Il dossier riporta tre scoperte :
Innanzitutto la «zona calda» è stata localizzata solo recentemente nella parte posteriore del cervello e comprende molte aree che si attivano durante i nostri sogni, dando prova della loro esistenza. Basandosi sull’argomentazione dell’attività neuronale di questa zona, i ricercatori giungono a predire in laboratorio il momento in cui colui che dorme inizia a sognare. Il passo successivo sarà cercare di creare un’immagine del sogno, a partire da questa attività cerebrale, grazie ad un programma di intelligenza artificiale.
Secondariamente, i ricercatori promettono di «sottomettere i sogni alla nostra volontà» grazie alla lucidità. Si definisce un sogno lucido come uno stato di coscienza intermedia durante la quale colui che dorme si rende conto che sta sognando. I ricercatori mirano a provocare dei sogni lucidi attraverso dei metodi mentali o attraverso l’induzione con tecniche «semplici ed efficaci»: una pillola contro l’Alzheimer oppure degli elettrodi. L’interesse di questi sogni sarà molteplice: per l’allenamento sportivo, la creatività, nel trattamento degli incubi, contro la schizofrenia…
Infine, i neurobiologi cominciano ad accordarsi sulla funzione del sogno, da intendere in termini «di utilità». Finora circolano due teorie: una sostiene che i sogni consolidino la memoria, l’altra che i sogni metabolizzino le nostre emozioni. Emerge una terza via: i sogni sarebbero un allenamento per affrontare meglio la vita reale.
In questa «Scienza dei sogni» non ci vogliono dire niente, non rimandano a niente.
Questi ricercatori sognano di avere un’influenza su ciò che non può essere catturato. Quindi localizzano, cifrano, programmano, ottimizzano, promettono che ci sarà un’utilità. Il soggetto non li interessa.
Una volta di più, i testi di questo numero di a-kephalos dimostrano che nel modo in cui i neurscienziati affrontano il pensiero c’è l’evacuazione della soggettività.
Elisabeth Marion riporta le ipotesi delle ricerche sui ricordi: quelli che ci fanno paura, quelli che ci fanno bere. Cancellare questi ricordi in modo puramente «neuro-meccanico» sarebbe la soluzione rapida ed efficace per combattere i sintomi che essi provocano. Eugenio Diaz condensa gli effetti di questa logica in una formula: «ciò che non è controllabile è da liquidare, mantenendo il soggetto nell’oscurità».

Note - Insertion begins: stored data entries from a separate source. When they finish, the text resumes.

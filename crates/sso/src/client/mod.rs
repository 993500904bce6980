pub mod endpoints;

use tracing::info;
use uuid::Uuid;

use crate::config::SsoConfig;
use crate::error::{ErrorKind, SsoError, SsoResult};
use crate::http::{Dispatcher, RequestContext};
use crate::signing::{CanonicalPayload, SignatureHeader, get_signature, sign_with_key_xml};
use crate::types::{
    AutoLoginCodeRequest, ChangeUserInfoRequest, HandshakeRequest, HandshakeResponse, OtpRequest,
    OtpResponse, OtpVerifyResponse, RawResponse, RevokeTokenRequest, TokenInfoRequest,
    TokenInfoResponse, TokenRequest, TokenResponse, UserInfo, UserListRequest, VerifyOtpRequest,
};

/// Client for the provider's OAuth, OTP and user endpoints.
///
/// Holds a read-only configuration and a blocking dispatcher; every method
/// performs exactly one HTTP call on the caller's thread.
#[derive(Debug, Clone)]
pub struct PodClient {
    config: SsoConfig,
    dispatcher: Dispatcher,
}

impl PodClient {
    pub fn new(config: SsoConfig) -> SsoResult<Self> {
        let dispatcher = Dispatcher::new(config.timeout)?;
        Ok(Self { config, dispatcher })
    }

    pub fn config(&self) -> &SsoConfig {
        &self.config
    }

    /// Current `host` signature, per the configured key file or precomputed value.
    pub fn signature(&self) -> SsoResult<String> {
        get_signature(&self.config)
    }

    fn service_token(&self) -> SsoResult<&str> {
        self.config
            .service_access_token
            .as_deref()
            .ok_or_else(|| SsoError::new(ErrorKind::InvalidInput, "service access token missing"))
    }

    fn signed_header(&self, key_id: &str) -> SsoResult<SignatureHeader> {
        Ok(SignatureHeader::new(key_id, self.signature()?))
    }

    /// Registers a device with the provider. A fresh device id is generated
    /// when `device_uid` is `None`.
    pub fn handshake(
        &self,
        request: &HandshakeRequest,
        device_uid: Option<Uuid>,
    ) -> SsoResult<HandshakeResponse> {
        request.validate()?;
        let device_uid = device_uid.unwrap_or_else(Uuid::new_v4);

        let context = RequestContext::post(self.config.url(&endpoints::handshake(&self.config.client_id)))
            .bearer(self.service_token()?)
            .form(request.to_form(device_uid));
        self.dispatcher.execute(context)
    }

    /// Asks the provider to send an OTP to `phone_number`.
    ///
    /// Returns the signature header used, so the follow-up verification can
    /// reuse it through [`PodClient::verify_otp_with`].
    pub fn send_otp(
        &self,
        request: &OtpRequest,
        key_id: &str,
        phone_number: &str,
    ) -> SsoResult<(OtpResponse, SignatureHeader)> {
        let header = self.signed_header(key_id)?;
        let context = RequestContext::post(self.config.url(&endpoints::otp_authorize(phone_number)))
            .form(request.to_form())
            .signed(&self.config.host(), &header);

        let response = self.dispatcher.execute(context)?;
        info!(key_id, "otp requested");
        Ok((response, header))
    }

    /// Verifies an OTP, signing with the configured key material.
    pub fn verify_otp(&self, request: &VerifyOtpRequest, key_id: &str) -> SsoResult<OtpVerifyResponse> {
        request.validate()?;
        let header = self.signed_header(key_id)?;
        self.verify_otp_with(request, &header)
    }

    /// Verifies an OTP with the signature header returned by [`PodClient::send_otp`].
    pub fn verify_otp_with(
        &self,
        request: &VerifyOtpRequest,
        header: &SignatureHeader,
    ) -> SsoResult<OtpVerifyResponse> {
        request.validate()?;
        let context = RequestContext::post(self.config.url(&endpoints::otp_verify(&request.phone_number)))
            .form(request.to_form())
            .signed(&self.config.host(), header);
        self.dispatcher.execute(context)
    }

    /// Exchanges an authorization code for tokens.
    pub fn access_token(&self, request: &TokenRequest) -> SsoResult<TokenResponse> {
        self.token_grant(request)
    }

    pub fn refresh_token(&self, request: &TokenRequest) -> SsoResult<TokenResponse> {
        self.token_grant(request)
    }

    fn token_grant(&self, request: &TokenRequest) -> SsoResult<TokenResponse> {
        request.validate()?;
        let context = RequestContext::post(self.config.url(endpoints::TOKEN))
            .header("host", self.config.host())
            .basic(&self.config.client_id, &self.config.client_secret)
            .form(request.to_form());
        self.dispatcher.execute(context)
    }

    /// Revokes an access or refresh token. Requires elevated client access.
    pub fn revoke_token(&self, request: &RevokeTokenRequest) -> SsoResult<RawResponse> {
        request.validate()?;
        let context = RequestContext::post(self.config.url(endpoints::TOKEN_REVOKE))
            .basic(&self.config.client_id, &self.config.client_secret)
            .form(request.to_form());
        self.dispatcher.execute(context)
    }

    pub fn token_info(&self, request: &TokenInfoRequest) -> SsoResult<TokenInfoResponse> {
        request.validate()?;
        let context = RequestContext::post(self.config.url(endpoints::TOKEN_INFO))
            .basic(&self.config.client_id, &self.config.client_secret)
            .form(request.to_form());
        self.dispatcher.execute(context)
    }

    pub fn user_info(&self, access_token: &str) -> SsoResult<UserInfo> {
        let context = RequestContext::get(self.config.url(endpoints::USERS)).bearer(access_token);
        self.dispatcher.execute(context)
    }

    pub fn change_user_info(
        &self,
        request: &ChangeUserInfoRequest,
        access_token: &str,
    ) -> SsoResult<RawResponse> {
        let context = RequestContext::post(self.config.url(endpoints::USERS))
            .bearer(access_token)
            .form(request.to_form());
        self.dispatcher.execute(context)
    }

    /// Looks up several users at once. The body is left untyped until its
    /// schema is confirmed against the provider.
    pub fn list_users(&self, request: &UserListRequest) -> SsoResult<RawResponse> {
        request.validate()?;
        let context = RequestContext::get(self.config.url(endpoints::USERS_LIST))
            .query(request.to_query())
            .basic(&self.config.client_id, &self.config.client_secret);
        self.dispatcher.execute(context)
    }

    /// Asks the provider to issue an RSA key for the user, used by the
    /// auto-login code flow.
    pub fn private_key_handshake(&self, access_token: &str) -> SsoResult<RawResponse> {
        let context = RequestContext::post(self.config.url(endpoints::USER_KEY_HANDSHAKE))
            .bearer(access_token)
            .form(vec![("keyAlgorithm".into(), "RSA".into())]);
        self.dispatcher.execute(context)
    }

    /// Generates an auto-login code, signing the current timestamp with the
    /// user's own key.
    pub fn auto_login_code(&self, request: &AutoLoginCodeRequest) -> SsoResult<RawResponse> {
        request.validate()?;
        let service_token = self.service_token()?;

        let timestamp = chrono::Utc::now().timestamp_millis();
        let payload = CanonicalPayload::auto_login(&request.access_token, &request.key_id, timestamp);
        let signature = sign_with_key_xml(&request.private_key, &payload)?;

        let context = RequestContext::post(self.config.url(endpoints::AUTO_LOGIN_CODE))
            .bearer(service_token)
            .form(request.to_form(timestamp, &signature));
        self.dispatcher.execute(context)
    }
}
use std::fmt;

use serde::{Serialize, Serializer};
use serde_json::{Map, Value};

use crate::signing::KeyError;

pub type SsoResult<T> = Result<T, SsoError>;

/// Description attached to every signature failure. Callers match on it, so the
/// spelling is kept as the provider clients have always sent it.
pub const SIGNATURE_DESCRIPTION: &str = "signiture file invalid or not found";

/// The fixed set of failure kinds a caller can observe.
#[derive(Debug, Clone, Copy, PartialEq, Eq, Hash)]
pub enum ErrorKind {
    InvalidInput,
    Unauthorized,
    NotFound,
    Timeout,
    InternalServerError,
    Conflict,
    AlreadyExists,
    NotImplemented,
    TooManyRequests,
    ServiceUnavailable,
    MissingSignatureConfiguration,
    InvalidSignature,
}

impl ErrorKind {
    /// Wire identifier carried in the `error` field.
    pub fn as_str(self) -> &'static str {
        match self {
            ErrorKind::InvalidInput => "invalidInput",
            ErrorKind::Unauthorized => "unauthorizedAccess",
            ErrorKind::NotFound => "resourceNotFound",
            ErrorKind::Timeout => "operationTimedOut",
            ErrorKind::InternalServerError => "internalServerError",
            ErrorKind::Conflict => "conflictOccurred",
            ErrorKind::AlreadyExists => "resourceAlreadyExists",
            ErrorKind::NotImplemented => "featureNotImplemented",
            ErrorKind::TooManyRequests => "tooManyRequests",
            ErrorKind::ServiceUnavailable => "serviceUnavailable",
            ErrorKind::MissingSignatureConfiguration => "signatureKeyOrFileIsMissing",
            ErrorKind::InvalidSignature => "signatureInvalid",
        }
    }

    /// Kind reported for a non-success HTTP status from the provider.
    pub fn from_status(status: u16) -> Self {
        match status {
            401 | 403 => ErrorKind::Unauthorized,
            404 => ErrorKind::NotFound,
            408 | 504 => ErrorKind::Timeout,
            409 => ErrorKind::Conflict,
            429 => ErrorKind::TooManyRequests,
            501 => ErrorKind::NotImplemented,
            502 | 503 => ErrorKind::ServiceUnavailable,
            400..=499 => ErrorKind::InvalidInput,
            _ => ErrorKind::InternalServerError,
        }
    }
}

impl fmt::Display for ErrorKind {
    fn fmt(&self, f: &mut fmt::Formatter<'_>) -> fmt::Result {
        f.write_str(self.as_str())
    }
}

/// Point in the call path where a failure was first detected.
#[derive(Debug, Clone, Copy, PartialEq, Eq)]
pub enum Stage {
    Build,
    Send,
    ReadBody,
    Decode,
    Status(u16),
}

/// The single error shape returned by every operation.
///
/// The payload is a flat JSON object. Local failures carry `code`, `error` and
/// `errorDescription`; provider failures carry the HTTP status as `code` merged
/// with whatever fields the provider returned.
#[derive(Debug, Clone, PartialEq, thiserror::Error)]
#[error("{}", render(.fields))]
pub struct SsoError {
    kind: ErrorKind,
    fields: Map<String, Value>,
}

fn render(fields: &Map<String, Value>) -> String {
    serde_json::to_string(fields).unwrap_or_else(|_| "failed to marshal error message".to_string())
}

impl SsoError {
    pub fn new(kind: ErrorKind, description: impl Into<String>) -> Self {
        let mut fields = Map::new();
        fields.insert("error".into(), Value::from(kind.as_str()));
        fields.insert("errorDescription".into(), Value::from(description.into()));
        Self { kind, fields }
    }

    pub fn invalid_input() -> Self {
        Self::new(ErrorKind::InvalidInput, "invalid input")
    }

    pub fn missing_signature() -> Self {
        Self::new(
            ErrorKind::MissingSignatureConfiguration,
            "signature key or file missing",
        )
    }

    pub fn with_code(mut self, code: u16) -> Self {
        self.fields.insert("code".into(), Value::from(code));
        self
    }

    /// Builds the error for a non-success status. A JSON object body is merged
    /// field by field; any other non-empty body is kept verbatim under `body`.
    pub fn from_status(status: u16, body: &[u8]) -> Self {
        let kind = ErrorKind::from_status(status);
        let mut fields = Map::new();
        fields.insert("error".into(), Value::from(kind.as_str()));

        match serde_json::from_slice::<Value>(body) {
            Ok(Value::Object(remote)) => {
                for (key, value) in remote {
                    if key != "code" {
                        fields.insert(key, value);
                    }
                }
            }
            _ if body.is_empty() => {}
            _ => {
                fields.insert(
                    "body".into(),
                    Value::from(String::from_utf8_lossy(body).into_owned()),
                );
            }
        }

        fields.insert("code".into(), Value::from(status));
        Self { kind, fields }
    }

    pub fn kind(&self) -> ErrorKind {
        self.kind
    }

    /// Numeric status, when one is known.
    pub fn code(&self) -> Option<u16> {
        self.fields
            .get("code")
            .and_then(Value::as_u64)
            .and_then(|code| u16::try_from(code).ok())
    }

    pub fn description(&self) -> Option<&str> {
        self.fields.get("errorDescription").and_then(Value::as_str)
    }

    pub fn get(&self, key: &str) -> Option<&Value> {
        self.fields.get(key)
    }

    pub fn fields(&self) -> &Map<String, Value> {
        &self.fields
    }
}

impl Serialize for SsoError {
    fn serialize<S: Serializer>(&self, serializer: S) -> Result<S::Ok, S::Error> {
        self.fields.serialize(serializer)
    }
}

impl From<KeyError> for SsoError {
    fn from(error: KeyError) -> Self {
        tracing::warn!(%error, "signature could not be produced");
        SsoError::new(ErrorKind::InvalidSignature, SIGNATURE_DESCRIPTION)
    }
}

/// Folds a failure observed at `stage` into the normalized error. `body` is the
/// response body when one was read.
pub fn normalize(stage: Stage, body: &[u8]) -> SsoError {
    let error = match stage {
        Stage::Build | Stage::Send => {
            SsoError::new(ErrorKind::ServiceUnavailable, "service unavailable").with_code(503)
        }
        Stage::ReadBody => SsoError::new(
            ErrorKind::InternalServerError,
            "service error reading response body",
        )
        .with_code(500),
        Stage::Decode => {
            SsoError::new(ErrorKind::InternalServerError, "service error unmarshal json")
                .with_code(500)
        }
        Stage::Status(status) => SsoError::from_status(status, body),
    };
    tracing::warn!(kind = %error.kind(), code = ?error.code(), "request failed");
    error
}

#[cfg(test)]
mod tests {
    use super::*;
    use serde_json::json;

    #[test]
    fn transport_failure_is_503() {
        let error = normalize(Stage::Send, b"");
        assert_eq!(error.kind(), ErrorKind::ServiceUnavailable);
        assert_eq!(error.code(), Some(503));
        assert_eq!(error.get("error"), Some(&json!("serviceUnavailable")));
    }

    #[test]
    fn local_read_and_decode_failures_are_500() {
        let read = normalize(Stage::ReadBody, b"");
        assert_eq!(read.code(), Some(500));
        assert_eq!(read.description(), Some("service error reading response body"));

        let decode = normalize(Stage::Decode, b"<html>");
        assert_eq!(decode.kind(), ErrorKind::InternalServerError);
        assert_eq!(decode.description(), Some("service error unmarshal json"));
    }

    #[test]
    fn status_error_merges_object_body() {
        let error = normalize(Stage::Status(404), br#"{"reason":"x"}"#);
        assert_eq!(error.kind(), ErrorKind::NotFound);
        assert_eq!(error.code(), Some(404));
        assert_eq!(error.get("reason"), Some(&json!("x")));
    }

    #[test]
    fn status_owns_code_field() {
        let error = SsoError::from_status(400, br#"{"code":"invalid_grant","error":"invalid_grant"}"#);
        assert_eq!(error.code(), Some(400));
        assert_eq!(error.get("error"), Some(&json!("invalid_grant")));
        assert_eq!(error.kind(), ErrorKind::InvalidInput);
    }

    #[test]
    fn non_object_body_is_kept_raw() {
        let error = SsoError::from_status(500, b"[1,2]");
        assert_eq!(error.get("body"), Some(&json!("[1,2]")));

        let empty = SsoError::from_status(401, b"");
        assert!(empty.get("body").is_none());
        assert_eq!(empty.kind(), ErrorKind::Unauthorized);
    }

    #[test]
    fn display_is_json_object() {
        let error = SsoError::invalid_input();
        let parsed: Value = serde_json::from_str(&error.to_string()).unwrap();
        assert_eq!(
            parsed,
            json!({"error": "invalidInput", "errorDescription": "invalid input"})
        );
    }

    #[test]
    fn status_mapping_covers_common_codes() {
        assert_eq!(ErrorKind::from_status(401), ErrorKind::Unauthorized);
        assert_eq!(ErrorKind::from_status(403), ErrorKind::Unauthorized);
        assert_eq!(ErrorKind::from_status(409), ErrorKind::Conflict);
        assert_eq!(ErrorKind::from_status(429), ErrorKind::TooManyRequests);
        assert_eq!(ErrorKind::from_status(418), ErrorKind::InvalidInput);
        assert_eq!(ErrorKind::from_status(504), ErrorKind::Timeout);
        assert_eq!(ErrorKind::from_status(500), ErrorKind::InternalServerError);
    }

    #[test]
    fn key_errors_become_invalid_signature() {
        let error: SsoError = KeyError::Decode("bad".into()).into();
        assert_eq!(error.kind(), ErrorKind::InvalidSignature);
        assert_eq!(error.description(), Some(SIGNATURE_DESCRIPTION));
    }
}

L’etica analitica è un’altra, essa supporta l’idea che non tutto sia decifrabile, che c’è del non-senso. Essa fa la scommessa che il soggetto alloggi là dove c’è disfunzionamento, dove si presenta un «è più forte di me», dove il «ragionevole» si spezza, … Come testimonia l’esperienza analitica, Patricia Heffes lo sottolinea nel suo testo.
La differenza etica si situa in rapporto a questo buco nel senso, in rapporto a ciò che sfugge. I neuroscienziati cercano di nasconderlo. La psicoanalisi sceglie di farne un tesoro.
In questo senso, dal nostro punto di vista, il «tutto si spiega», resterà sempre un’illusione.
Traduzione di Marianna Matteoni
- Science et vie, Dossier « On peut contrôler ses rêves », n°1215, dicembre 2018.